Stored data entries:
★ ★ ★ ★
//! Geometry primitives: [`Point`] and [`Range`].
//!
//! A [`Point`] names a grid cell. `x` is the column and `y` is the row, so
//! `Point::at(row, col)` and `Point::new(col, row)` describe the same cell.

use std::fmt;
use std::ops::{Add, Sub};

use serde::{Deserialize, Serialize};

// ---------------------------------------------------------------------------
// Point
// ---------------------------------------------------------------------------

/// A 2D integer cell coordinate. X grows right, Y grows down.
#[derive(Copy, Clone, Debug, Default, PartialEq, Eq, Hash, Serialize, Deserialize)]
pub struct Point {
    pub x: i32,
    pub y: i32,
}

impl Point {
    /// Origin (0, 0).
    pub const ZERO: Self = Self { x: 0, y: 0 };

    /// Create a new point from a column and a row.
    #[inline]
    pub const fn new(x: i32, y: i32) -> Self {
        Self { x, y }
    }

    /// Create a point from a `(row, col)` pair.
    #[inline]
    pub const fn at(row: i32, col: i32) -> Self {
        Self { x: col, y: row }
    }

    /// Row index.
    #[inline]
    pub const fn row(self) -> i32 {
        self.y
    }

    /// Column index.
    #[inline]
    pub const fn col(self) -> i32 {
        self.x
    }

    /// Return a point shifted by (dx, dy).
    #[inline]
    pub const fn shift(self, dx: i32, dy: i32) -> Self {
        Self {
            x: self.x + dx,
            y: self.y + dy,
        }
    }

    /// Whether `other` differs by exactly one step on both axes.
    #[inline]
    pub fn is_diagonal_to(self, other: Point) -> bool {
        (self.x - other.x).abs() == 1 && (self.y - other.y).abs() == 1
    }

    /// Whether `other` is one of the eight cells around `self`.
    #[inline]
    pub fn is_adjacent_to(self, other: Point) -> bool {
        self != other && (self.x - other.x).abs() <= 1 && (self.y - other.y).abs() <= 1
    }
}

impl PartialOrd for Point {
    fn partial_cmp(&self, other: &Self) -> Option<std::cmp::Ordering> {
        Some(self.cmp(other))
    }
}

impl Ord for Point {
    /// Row-major order.
    fn cmp(&self, other: &Self) -> std::cmp::Ordering {
        self.y.cmp(&other.y).then(self.x.cmp(&other.x))
    }
}

impl fmt::Display for Point {
    fn fmt(&self, f: &mut fmt::Formatter<'_>) -> fmt::Result {
        write!(f, "(row {}, col {})", self.y, self.x)
    }
}

impl Add for Point {
    type Output = Self;
    #[inline]
    fn add(self, rhs: Self) -> Self {
        Self::new(self.x + rhs.x, self.y + rhs.y)
    }
}

impl Sub for Point {
    type Output = Self;
    #[inline]
    fn sub(self, rhs: Self) -> Self {
        Self::new(self.x - rhs.x, self.y - rhs.y)
    }
}

// ---------------------------------------------------------------------------
// Range
// ---------------------------------------------------------------------------

/// A half-open rectangle \[min, max). `min` is inclusive, `max` is exclusive.
#[derive(Copy, Clone, Debug, Default, PartialEq, Eq, Serialize, Deserialize)]
pub struct Range {
    pub min: Point,
    pub max: Point,
}

impl Range {
    /// Create a new range from two corners and canonicalize so that
    /// `min` <= `max` on each axis.
    #[inline]
    pub fn new(x0: i32, y0: i32, x1: i32, y1: i32) -> Self {
        Self {
            min: Point::new(x0.min(x1), y0.min(y1)),
            max: Point::new(x0.max(x1), y0.max(y1)),
        }
    }

    /// Size as a `Point` (x = width, y = height).
    #[inline]
    pub fn size(self) -> Point {
        Point::new(self.max.x - self.min.x, self.max.y - self.min.y)
    }

    #[inline]
    pub fn width(self) -> i32 {
        self.max.x - self.min.x
    }

    #[inline]
    pub fn height(self) -> i32 {
        self.max.y - self.min.y
    }

    /// Total number of cells in the range.
    #[inline]
    pub fn len(self) -> usize {
        if self.is_empty() {
            return 0;
        }
        (self.width() as usize) * (self.height() as usize)
    }

    /// Whether the range has zero or negative area.
    #[inline]
    pub fn is_empty(self) -> bool {
        self.min.x >= self.max.x || self.min.y >= self.max.y
    }

    /// Whether `p` is inside the half-open range.
    #[inline]
    pub fn contains(self, p: Point) -> bool {
        p.x >= self.min.x && p.x < self.max.x && p.y >= self.min.y && p.y < self.max.y
    }

    /// Row-major iterator over every point in the range.
    #[inline]
    pub fn iter(self) -> RangeIter {
        RangeIter {
            range: self,
            cur: self.min,
        }
    }
}

impl IntoIterator for Range {
    type Item = Point;
    type IntoIter = RangeIter;
    #[inline]
    fn into_iter(self) -> RangeIter {
        self.iter()
    }
}

impl fmt::Display for Range {
    fn fmt(&self, f: &mut fmt::Formatter<'_>) -> fmt::Result {
        write!(f, "[{}-{})", self.min, self.max)
    }
}

// ---------------------------------------------------------------------------
// RangeIter
// ---------------------------------------------------------------------------

/// Row-major iterator over the points in a [`Range`].
#[derive(Clone, Debug)]
pub struct RangeIter {
    range: Range,
    cur: Point,
}

impl Iterator for RangeIter {
    type Item = Point;

    #[inline]
    fn next(&mut self) -> Option<Point> {
        if self.cur.y >= self.range.max.y || self.range.is_empty() {
            return None;
        }
        let p = self.cur;
        self.cur.x += 1;
        if self.cur.x >= self.range.max.x {
            self.cur.x = self.range.min.x;
            self.cur.y += 1;
        }
        Some(p)
    }

    #[inline]
    fn size_hint(&self) -> (usize, Option<usize>) {
        if self.range.is_empty() || self.cur.y >= self.range.max.y {
            return (0, Some(0));
        }
        let w = self.range.width() as usize;
        let remaining_in_row = (self.range.max.x - self.cur.x) as usize;
        let remaining_rows = (self.range.max.y - self.cur.y - 1) as usize;
        let total = remaining_in_row + remaining_rows * w;
        (total, Some(total))
    }
}

impl ExactSizeIterator for RangeIter {}

#[cfg(test)]
mod tests {
    use super::*;

    #[test]
    fn point_row_col_accessors() {
        let p = Point::at(2, 5);
        assert_eq!(p, Point::new(5, 2));
        assert_eq!(p.row(), 2);
        assert_eq!(p.col(), 5);
        assert_eq!(p.to_string(), "(row 2, col 5)");
    }

    #[test]
    fn point_arithmetic() {
        let a = Point::new(1, 2);
        let b = Point::new(3, 4);
        assert_eq!(a + b, Point::new(4, 6));
        assert_eq!(b - a, Point::new(2, 2));
        assert_eq!(a.shift(-1, 1), Point::new(0, 3));
    }

    #[test]
    fn point_adjacency() {
        let p = Point::new(1, 1);
        assert!(p.is_adjacent_to(Point::new(1, 0)));
        assert!(p.is_adjacent_to(Point::new(2, 2)));
        assert!(!p.is_adjacent_to(p));
        assert!(!p.is_adjacent_to(Point::new(3, 1)));
        assert!(p.is_diagonal_to(Point::new(0, 0)));
        assert!(!p.is_diagonal_to(Point::new(0, 1)));
    }

    #[test]
    fn point_order_is_row_major() {
        let mut pts = vec![Point::new(1, 1), Point::new(0, 1), Point::new(2, 0)];
        pts.sort();
        assert_eq!(pts, vec![Point::new(2, 0), Point::new(0, 1), Point::new(1, 1)]);
    }

    #[test]
    fn range_basics() {
        let r = Range::new(0, 0, 3, 2);
        assert_eq!(r.size(), Point::new(3, 2));
        assert_eq!(r.len(), 6);
        assert!(!r.is_empty());
        assert!(r.contains(Point::new(0, 0)));
        assert!(r.contains(Point::new(2, 1)));
        assert!(!r.contains(Point::new(3, 0)));
        assert!(!r.contains(Point::new(0, 2)));
        assert!(!r.contains(Point::new(-1, 0)));
    }

    #[test]
    fn range_auto_canonicalize() {
        let r = Range::new(3, 2, 0, 0);
        assert_eq!(r.min, Point::new(0, 0));
        assert_eq!(r.max, Point::new(3, 2));
    }

    #[test]
    fn range_iter_count() {
        let r = Range::new(0, 0, 3, 2);
        let pts: Vec<_> = r.iter().collect();
        assert_eq!(pts.len(), 6);
        assert_eq!(r.iter().len(), 6);
        assert_eq!(pts[0], Point::new(0, 0));
        assert_eq!(pts[5], Point::new(2, 1));
    }

    #[test]
    fn empty_range_iter() {
        let r = Range::new(0, 0, 0, 0);
        assert!(r.is_empty());
        assert_eq!(r.len(), 0);
        assert_eq!(r.iter().count(), 0);
    }

    #[test]
    fn point_serde_round_trip() {
        let p = Point::at(4, 7);
        let json = serde_json::to_string(&p).unwrap();
        let back: Point = serde_json::from_str(&json).unwrap();
        assert_eq!(p, back);
    }
}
★ ★ ★ ★
EXERCISE AIM »
Could you reproduce, exactly, every line above from the line with "(self.width() as usize)" to the line with "fn next(&mut self)", and no other line? Both ends count.

ANSWER FOR THIS EXERCISE »
        (self.width() as usize) * (self.height() as usize)
    }

    /// Whether the range has zero or negative area.
    #[inline]
    pub fn is_empty(self) -> bool {
        self.min.x >= self.max.x || self.min.y >= self.max.y
    }

    /// Whether `p` is inside the half-open range.
    #[inline]
    pub fn contains(self, p: Point) -> bool {
        p.x >= self.min.x && p.x < self.max.x && p.y >= self.min.y && p.y < self.max.y
    }

    /// Row-major iterator over every point in the range.
    #[inline]
    pub fn iter(self) -> RangeIter {
        RangeIter {
            range: self,
            cur: self.min,
        }
    }
}

impl IntoIterator for Range {
    type Item = Point;
    type IntoIter = RangeIter;
    #[inline]
    fn into_iter(self) -> RangeIter {
        self.iter()
    }
}

impl fmt::Display for Range {
    fn fmt(&self, f: &mut fmt::Formatter<'_>) -> fmt::Result {
        write!(f, "[{}-{})", self.min, self.max)
    }
}

// ---------------------------------------------------------------------------
// RangeIter
// ---------------------------------------------------------------------------

/// Row-major iterator over the points in a [`Range`].
#[derive(Clone, Debug)]
pub struct RangeIter {
    range: Range,
    cur: Point,
}

impl Iterator for RangeIter {
    type Item = Point;

    #[inline]
    fn next(&mut self) -> Option<Point> {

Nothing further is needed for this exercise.